Included within most typical insurance policies such as automobile, homeowner, landlord and business insurance are three main general categories of coverage:

  • Liability coverage – this is the coverage to compensate the other party for bodily injury or property damage caused by you. For example, if you cause an automobile accident and the other car is damaged and the driver is injured, your liability coverage will pay for the injury of the other driver and the repair of the other car.
  • Property protection coverage – this is the coverage to replace or repair your property for any sudden and accidental loss or damage caused by a covered peril. For example, if your car is also damaged in the above accident, your property protection coverage will pay to repair or replace your car after you pay your deductible.
  • Other additional protection – this is a broad category of coverages designed to help you get by during the period when your property is being repaired like a rental car when your car is in the shop as well as other miscellaneous coverages like towing and medical expenses for you and your passengers.
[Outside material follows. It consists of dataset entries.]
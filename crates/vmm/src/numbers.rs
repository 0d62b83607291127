//! Page, frame and process number types.

use crate::{
    address::{PhysicalAddress, VirtualAddress},
    arch,
};
use core::{
    fmt,
    ops::{Add, Sub},
};

/// Macro to define common page/frame number functionality.
macro_rules! impl_page_number_common {
    ($name:ident, $doc:expr) => {
        #[doc = $doc]
        #[derive(Clone, Copy, PartialEq, Eq, PartialOrd, Ord, Hash)]
        #[repr(transparent)]
        pub struct $name(usize);

        impl $name {
            /// Creates a new page/frame number.
            #[inline]
            pub const fn new(number: usize) -> Self {
                Self(number)
            }

            /// Returns the raw page/frame number.
            #[inline]
            pub const fn as_usize(self) -> usize {
                self.0
            }
        }

        impl fmt::Debug for $name {
            fn fmt(&self, f: &mut fmt::Formatter<'_>) -> fmt::Result {
                write!(f, "{}({})", stringify!($name), self.0)
            }
        }

        impl fmt::Display for $name {
            fn fmt(&self, f: &mut fmt::Formatter<'_>) -> fmt::Result {
                write!(f, "{}", self.0)
            }
        }

        impl Add<usize> for $name {
            type Output = Self;

            #[inline]
            fn add(self, rhs: usize) -> Self::Output {
                Self(self.0 + rhs)
            }
        }

        impl Sub<usize> for $name {
            type Output = Self;

            #[inline]
            fn sub(self, rhs: usize) -> Self::Output {
                Self(self.0 - rhs)
            }
        }

        impl Sub<$name> for $name {
            type Output = usize;

            #[inline]
            fn sub(self, rhs: $name) -> Self::Output {
                self.0 - rhs.0
            }
        }
    };
}

impl_page_number_common!(
    FrameNumber,
    "A physical memory frame number.\n\n\
     Frame numbers are zero-indexed and correspond to PAGE_SIZE-aligned physical addresses."
);

impl FrameNumber {
    /// Returns the physical address at the start of this frame.
    #[inline]
    pub const fn start(self) -> PhysicalAddress {
        PhysicalAddress::new(self.0 * arch::PAGE_SIZE)
    }
}

impl From<PhysicalAddress> for FrameNumber {
    #[inline]
    fn from(addr: PhysicalAddress) -> Self {
        Self::new(addr.as_usize() / arch::PAGE_SIZE)
    }
}

impl_page_number_common!(
    PageNumber,
    "A virtual memory page number.\n\n\
     Page numbers are zero-indexed and correspond to PAGE_SIZE-aligned virtual addresses."
);

impl PageNumber {
    /// Returns the virtual address at the start of this page.
    #[inline]
    pub const fn start(self) -> VirtualAddress {
        VirtualAddress::new(self.0 * arch::PAGE_SIZE)
    }
}

impl From<VirtualAddress> for PageNumber {
    #[inline]
    fn from(addr: VirtualAddress) -> Self {
        Self::new(addr.as_usize() / arch::PAGE_SIZE)
    }
}

/// Identifies the process that owns an address space.
#[derive(Debug, Clone, Copy, PartialEq, Eq, PartialOrd, Ord, Hash)]
#[repr(transparent)]
pub struct ProcessId(u32);

impl ProcessId {
    pub const fn new(id: u32) -> Self {
        Self(id)
    }

    pub const fn as_u32(self) -> u32 {
        self.0
    }
}

impl fmt::Display for ProcessId {
    fn fmt(&self, f: &mut fmt::Formatter<'_>) -> fmt::Result {
        write!(f, "pid {}", self.0)
    }
}
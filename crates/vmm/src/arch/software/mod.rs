//! Software emulation of the paging architecture for testing.
//!
//! The emulated machine is a scale model of 32-bit x86 paging as seen by a
//! teaching kernel:
//! - 32-bit physical and virtual addresses
//! - 4 KiB pages
//! - user space below `PHYS_BASE` (3 GiB), kernel space above it
//! - accessed and dirty bits in the same positions as the hardware PTE
//!
//! Page tables themselves are not modeled; [`crate::PageDirectory`] keeps the
//! leaf entries of each process in a sparse map.

mod entry;
mod flags;

pub use entry::PageEntry;
pub use flags::PageFlags;

/// Maximum number of bits in an emulated physical address.
pub const MAX_PHYSICAL_BITS: usize = 32;

/// Maximum number of bits in an emulated virtual address.
pub const MAX_VIRTUAL_BITS: usize = 32;

/// Page size in bytes (4 KiB).
pub const PAGE_SIZE: usize = 4096;

/// First kernel virtual address. Everything below belongs to user space.
pub const PHYS_BASE: usize = 0xC000_0000;

/// Validates a physical address for software emulation.
#[inline]
pub const fn validate_physical(addr: usize) -> bool {
    addr <= 0xFFFF_FFFF
}

/// Validates a virtual address for software emulation.
#[inline]
pub const fn validate_virtual(addr: usize) -> bool {
    addr <= 0xFFFF_FFFF
}

/// Whether the page-fault error code describes a write access (bit 1).
pub const fn is_write_fault(error_code: u64) -> bool {
    error_code & 0b010 != 0
}
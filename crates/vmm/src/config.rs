//! Tunables of the pager.

use crate::{PAGE_SIZE, PageNumber, VirtualAddress, arch};

/// Largest size the user stack may grow to, measured down from `PHYS_BASE`.
pub const STACK_LIMIT: usize = 8 * 1024 * 1024;

/// How far below the stack pointer an access may land and still count as
/// stack growth. Covers `PUSHA`, which writes 32 bytes below `esp` before
/// adjusting it.
pub const STACK_SLACK: usize = 32;

#[derive(Debug, Clone, Copy, PartialEq, Eq)]
pub struct VmConfig {
    /// Size of the stack region in bytes. Must be a non-zero multiple of the
    /// page size below `PHYS_BASE`.
    pub stack_limit: usize,
    /// Bytes below the stack pointer treated as valid stack accesses.
    pub stack_slack: usize,
}

impl VmConfig {
    pub const DEFAULT: Self = Self {
        stack_limit: STACK_LIMIT,
        stack_slack: STACK_SLACK,
    };

    /// Lowest address of the stack region.
    pub const fn stack_bottom(&self) -> VirtualAddress {
        VirtualAddress::new(arch::PHYS_BASE - self.stack_limit)
    }

    pub fn stack_bottom_page(&self) -> PageNumber {
        self.stack_bottom().page_number()
    }

    /// Whether `addr` lies in the stack region.
    pub fn in_stack_region(&self, addr: VirtualAddress) -> bool {
        addr >= self.stack_bottom() && addr.is_user()
    }

    /// # Panics
    ///
    /// Panics if the stack region is empty, unaligned or larger than user space.
    pub(crate) fn assert_valid(&self) {
        assert!(
            self.stack_limit > 0 && self.stack_limit % PAGE_SIZE == 0,
            "stack limit must be a non-zero multiple of the page size"
        );
        assert!(
            self.stack_limit < arch::PHYS_BASE,
            "stack limit exceeds user space"
        );
    }
}

impl Default for VmConfig {
    fn default() -> Self {
        Self::DEFAULT
    }
}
Liability insurance gives you a layer of protection against lawsuit and lost of assets. However, it has a number of limitations: There are always limits on how much the insurance policy will pay for losses for which you are liable. If the court awards the person you’ve injured a judgment of $350,000 but your liability limit is just $100,000, the most the insurance policy will pay is $100,000. Guess who will have to come up with the remaining $250,000? That’s right: you! You will have to come up with the cash or face the real possibility of losing your home and/or other assets. There are many exclusions in your insurance policies. For example, any liability from an intentional or criminal act is excluded. Sexual harassment, employment discrimination or wrongful termination is typically excluded as well. Discharge of waste and other toxic materials is generally excluded. Liabilities arising from breach of contracts or agreements are typically not covered. Professional liabilities such as malpractice, errors and omissions are usually excluded unless a separate professional liability policy is in force. In other words, for a LARGE liability claim, the insurance company will try to find ways to avoid paying. So unless it is specifically and explicitly covered by the insurance policy, you are most likely on your own. In addition, any failure to disclose material facts in your application or failure to report any material changes after the policy is in force gives the insurance company a way out of paying a claim even if it is covered. Most insurance policies do not cover many more ways you can be sued. For example, you might be sued for misappropriation of other’s funds, fraud or allegation of fraud, breach of contract, slander, libel, copyright, trademark or patent infringement, divorce, accidents from a motorized speed race, a hostile working environment, a liability arising from a willful violation of an ordinance or a statute, suits from local, state or federal government agencies, just to name a few. You can’t even buy liability insurance for these risks in most cases. And if you can find insurance for these risks, they will likely cost a great deal.

There is no question that we should all carry the insurance required by law, the lender or landlord as the first line of defense against lawsuits and loss of assets. However, since there are limits on what insurance will pay and there are too many situations where insurance will not provide the coverage, you cannot rely solely on insurance to protect your assets.

Oftentimes, just having all your assets visible to an aggressive injury attorney invites lawsuits that might otherwise not be filed. There is no better way to stop a potential lawsuit from starting than to lead the injury attorney to think that there won’t be any money or assets for him to collect after spending all the time and money to go to trial even if he wins.